Today we’d like to introduce you to Michael Zachary.

Michael, we’d love to hear your story and how you got to where you are today both personally and as an artist.
I definitely didn’t set out to be an artist, I was just trying to avoid a boring life. The idea of a 9-5 job didn’t appeal to me at all and I was horrified at the idea of sitting at a desk all day. So, like a lot of young people, I tried all kinds of things hoping something would stick. Luckily, I took a drawing class and it clicked right away for me. The combination of physical work and intellectual gamesmanship really appealed to me. I fell in love with it immediately and I still feel the same way 20 years later.

We’d love to hear more about your art. What do you do you do and why and what do you hope others will take away from your work?
I consider my work realist even though it doesn’t imitate reality as much as it runs parallel to it. I am not interested in objectivity, but, I am interested in constructing complex, organic pictures that feel both familiar and strange. To do that, well, you really have to look really closely and objectively at things but also at the same time, you also need to be super sensitive to how they feel to you.

Drawing is full of contradictions and paradoxes like that. You are inventing an artificial system and then using it to trick people into believing they are seeing something real. You have to struggle to be as controlled and disciplined as possible or the drawing falls short but you also discover things that are spontaneous and unexpected in the process or it fails just as surely.
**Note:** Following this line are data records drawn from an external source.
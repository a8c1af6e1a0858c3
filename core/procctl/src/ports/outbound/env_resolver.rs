//! 環境変数解決 Outbound ポート
//!
//! usecase / wiring はこの trait 経由でのみ環境変数にアクセスする。

use procutil::error::Error;
use std::path::PathBuf;

/// 環境変数解決抽象（Outbound ポート）
///
/// 実装は `crate::adapter::StdEnvResolver` やテスト用のモックなど。
pub trait EnvResolver: Send + Sync {
    /// JSONL ログの出力先（PROCCTL_LOG_FILE）。未設定・空なら None
    fn log_file_path(&self) -> Result<Option<PathBuf>, Error>;

    /// run で使うシェル（PROCCTL_SHELL）。未設定・空なら None
    fn shell(&self) -> Result<Option<PathBuf>, Error>;
}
If I have any kind of a style or point of view in my drawings, it is probably that I embrace those paradoxes head on. I want you to see me wrestling with them because ultimately, it’s the incomplete poetry of an unresolved struggle that makes us feel most present and alive.

I have a one-word definition of success: progression. That’s really all there is to it. As long as I’m experiencing new things and getting a little bit better at seeing with each drawing, I feel like I’m doing my job.

Patience and endurance are the most important thing in this business. Drawing never came easy for me, I had to work really hard to improve. I used to feel bad about it but with hindsight, now I realize, it’s like that for everybody. When you see one of my drawings, what you are really seeing is my 20 years of steady, relentless practice manifesting. I’d tell any young artist starting out to stick it out and push themselves. It’s worth it. Not because of any external measure of success but because of what you will learn about yourself.

Have things improved for artists? What should cities do to empower artists?
At the risk of sounding blunt, things are harder now than they were when I was starting out, and it is largely a rent issue. It is now twice as expensive to rent in Boston as it was when I moved here. That pushes artists, and especially the youngest and most vulnerable artists with the most challenging ideas, farther and farther out of the city’s creative nucleus. It’s a bad situation and I don’t see it getting better any time soon.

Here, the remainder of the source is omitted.